The basic premise of the case was to re-look at the MP Sharma and Kharak Singh cases which were earlier heard by a eight and six judges bench respectively at the Supreme Court and which had struck down the prayer for ruling right to privacy as a fundamental right. Another significant argument from the petitioner has been that Gopal Subhramaniam appearing for the petitioner said that right to life extends beyond mere animal existence. The counsels have stated that Article 21 needs to be read with other fundamental rights such as Article 14 and 19 of the Constitution.

The petitioners have stated that the dissenting verdict of Justice Subba Rao was actually the correct verdict when compared to the majority.

Justice Rao had then gone on to say in Kharak Singh case that “freedom of movement in clause (d) therefore must be a movement in a free country i.e. in a country where he can do whatever he likes, speak to whomsoever he wants, meet people of his own choice without any apprehension, subject of course to the law of social control.”

It was this case where in the minority verdict he also stated that the shadow of surveillance is complete deprived of the freedom under Article 21.

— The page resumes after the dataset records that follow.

//! Order and payment status state machines.

use serde::{Deserialize, Serialize};

use crate::error::DomainError;

/// The fulfilment status of an order.
///
/// State transitions:
/// ```text
/// Pending ──► Processing ──► Shipped ──► Delivered
///    │            │
///    └────────────┴──► Cancelled
/// ```
#[derive(Debug, Clone, Copy, PartialEq, Eq, Hash, Serialize, Deserialize, Default)]
#[serde(rename_all = "lowercase")]
pub enum OrderStatus {
    /// Created by checkout, awaiting payment confirmation.
    #[default]
    Pending,

    /// Paid (or manually accepted), being prepared.
    Processing,

    /// Handed to the carrier.
    Shipped,

    /// Received by the buyer (terminal state).
    Delivered,

    /// Cancelled before shipping (terminal state).
    Cancelled,
}

impl OrderStatus {
    /// Returns true if `next` is a legal successor of this status.
    pub fn can_transition_to(&self, next: OrderStatus) -> bool {
        matches!(
            (self, next),
            (OrderStatus::Pending, OrderStatus::Processing)
                | (OrderStatus::Processing, OrderStatus::Shipped)
                | (OrderStatus::Shipped, OrderStatus::Delivered)
                | (OrderStatus::Pending, OrderStatus::Cancelled)
                | (OrderStatus::Processing, OrderStatus::Cancelled)
        )
    }

    /// Returns `next` if the transition is legal.
    pub fn transition_to(&self, next: OrderStatus) -> Result<OrderStatus, DomainError> {
        if self.can_transition_to(next) {
            Ok(next)
        } else {
            Err(DomainError::InvalidTransition {
                current: *self,
                action: next.action(),
            })
        }
    }

    /// Returns true if the order can be cancelled in this status.
    pub fn can_cancel(&self) -> bool {
        self.can_transition_to(OrderStatus::Cancelled)
    }

    /// Returns true if this is a terminal status (no further transitions possible).
    pub fn is_terminal(&self) -> bool {
        matches!(self, OrderStatus::Delivered | OrderStatus::Cancelled)
    }

    /// Returns the status name as stored and serialized.
    pub fn as_str(&self) -> &'static str {
        match self {
            OrderStatus::Pending => "pending",
            OrderStatus::Processing => "processing",
            OrderStatus::Shipped => "shipped",
            OrderStatus::Delivered => "delivered",
            OrderStatus::Cancelled => "cancelled",
        }
    }

    fn action(&self) -> &'static str {
        match self {
            OrderStatus::Pending => "reopen",
            OrderStatus::Processing => "start processing",
            OrderStatus::Shipped => "ship",
            OrderStatus::Delivered => "deliver",
            OrderStatus::Cancelled => "cancel",
        }
    }
}

impl std::fmt::Display for OrderStatus {
    fn fmt(&self, f: &mut std::fmt::Formatter<'_>) -> std::fmt::Result {
        f.write_str(self.as_str())
    }
}

impl std::str::FromStr for OrderStatus {
    type Err = DomainError;

    fn from_str(s: &str) -> Result<Self, Self::Err> {
        match s {
            "pending" => Ok(OrderStatus::Pending),
            "processing" => Ok(OrderStatus::Processing),
            "shipped" => Ok(OrderStatus::Shipped),
            "delivered" => Ok(OrderStatus::Delivered),
            "cancelled" => Ok(OrderStatus::Cancelled),
            other => Err(DomainError::validation(format!(
                "unknown order status '{other}'"
            ))),
        }
    }
}

/// The payment status of an order.
#[derive(Debug, Clone, Copy, PartialEq, Eq, Hash, Serialize, Deserialize, Default)]
#[serde(rename_all = "lowercase")]
pub enum PaymentStatus {
    /// Authorization requested (or not yet requested), no confirmation received.
    #[default]
    Pending,
    /// The provider confirmed the payment. Final.
    Paid,
    /// The provider reported a failure; the buyer may retry.
    Failed,
}

impl PaymentStatus {
    pub fn as_str(&self) -> &'static str {
        match self {
            PaymentStatus::Pending => "pending",
            PaymentStatus::Paid => "paid",
            PaymentStatus::Failed => "failed",
        }
    }
}

impl std::fmt::Display for PaymentStatus {
    fn fmt(&self, f: &mut std::fmt::Formatter<'_>) -> std::fmt::Result {
        f.write_str(self.as_str())
    }
}

impl std::str::FromStr for PaymentStatus {
    type Err = DomainError;

    fn from_str(s: &str) -> Result<Self, Self::Err> {
        match s {
            "pending" => Ok(PaymentStatus::Pending),
            "paid" => Ok(PaymentStatus::Paid),
            "failed" => Ok(PaymentStatus::Failed),
            other => Err(DomainError::validation(format!(
                "unknown payment status '{other}'"
            ))),
        }
    }
}

/// The pair of status fields that change after checkout.
///
/// Stores update both columns with compare-and-set on this pair.
#[derive(Debug, Clone, Copy, PartialEq, Eq, Hash, Serialize, Deserialize, Default)]
pub struct OrderStatuses {
    pub order_status: OrderStatus,
    pub payment_status: PaymentStatus,
}

impl OrderStatuses {
    pub fn new(order_status: OrderStatus, payment_status: PaymentStatus) -> Self {
        Self {
            order_status,
            payment_status,
        }
    }

    /// Returns a copy with a different order status.
    pub fn with_order_status(self, order_status: OrderStatus) -> Self {
        Self {
            order_status,
            ..self
        }
    }

    /// Returns a copy with a different payment status.
    pub fn with_payment_status(self, payment_status: PaymentStatus) -> Self {
        Self {
            payment_status,
            ..self
        }
    }
}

Shyam Diwan appearing for the petitioners has stated that after the Maneka Gandhi verdict, a 11 judge bench in the RC Cooper case reinterpreted Article 21 broadly and declared that the expression 'personal liberty' in Article 21 is of the widest amplitude and it covers a variety of rights which go to constitute the personal liberty of man and some of them have been made distinct fundamental rights in Article 19.

Soli Sorabjee, arguing for the petitioners, also said that the fact that privacy is not explicitly laid out doesn't mean the right doesn't exist.

He argued that the freedom of press has been derived from Article 19 and, similarly, the right to privacy can be derived broadly. It flows in the Constitution.

The petitioners have also put worth an argument that Article 21 is linked with Article 14 and 19 and cannot be read in isolation. “If a person's fundamental right under Article 21 is infringed, the State can rely upon a law to sustain the action, but that cannot be a complete answer unless the said law satisfies the test laid down in Article 19(2) so far as the attributes covered by Article 19(1) are concerned,” argued Arvind Datar.

Article 19(2) deals with reasonable restrictions like public order, morality, etc that works when law has to be prevented from being misused.

The petitioners have also contended that right to life includes right to live with human dignity. When it was argued that Right to privacy was not expressly mentioned in the constitution, the petitioners stated, “It is submitted that the right to privacy emanates from conjoint reading of the golden triangle of article 14, 19 and 21 of the constitution. It is submitted that many of the fundamental rights guaranteed under Part III of the constitution cannot be enjoyed to the fullest, in the absence of fundamental right to privacy,” submitted the petitioners.

Now to rebut the above points on similar legal provisions, the Centre through Attorney General, KK Venugopal, first of all had conceded at that there certainly existed a ‘fundamental right to privacy with limitations.’ This was a complete U-turn from what the then Attorney General Mukul Rohatgi had stated in the court that there was no right to privacy.

Citing the R. Rajagopal case, the Centre has argued that once something becomes a matter of public record, then one can claim no right to privacy.

“Right to privacy cannot be claimed if every information is already in the public domain and information has already been parted with,” submitted KK Venugopal.

The Centre has mainly argued on the basis of Article 21. It has stated that it carries on schemes to undertake welfare measures and channel schemes for the poor which comes under Article 21, right to life. Thus, a claim to privacy “would destroy the basic foundation of the Constitution.)

Centre has agreed that right to privacy does form a part of the larger genus of liberty, but when there is an option between right to life and right to liberty, the former takes a front seat. Hence, eliminating it from the broader fold of Article 21.

Lastly, the centre has also argued that a vague and amorphous concept such as right to privacy cannot be a fundamental right so as to deprive a large section of the population of their fundamental and human rights. “In a developing country where millions struggle for the basic necessities of life, one cannot demand for right to privacy,” argued the Centre.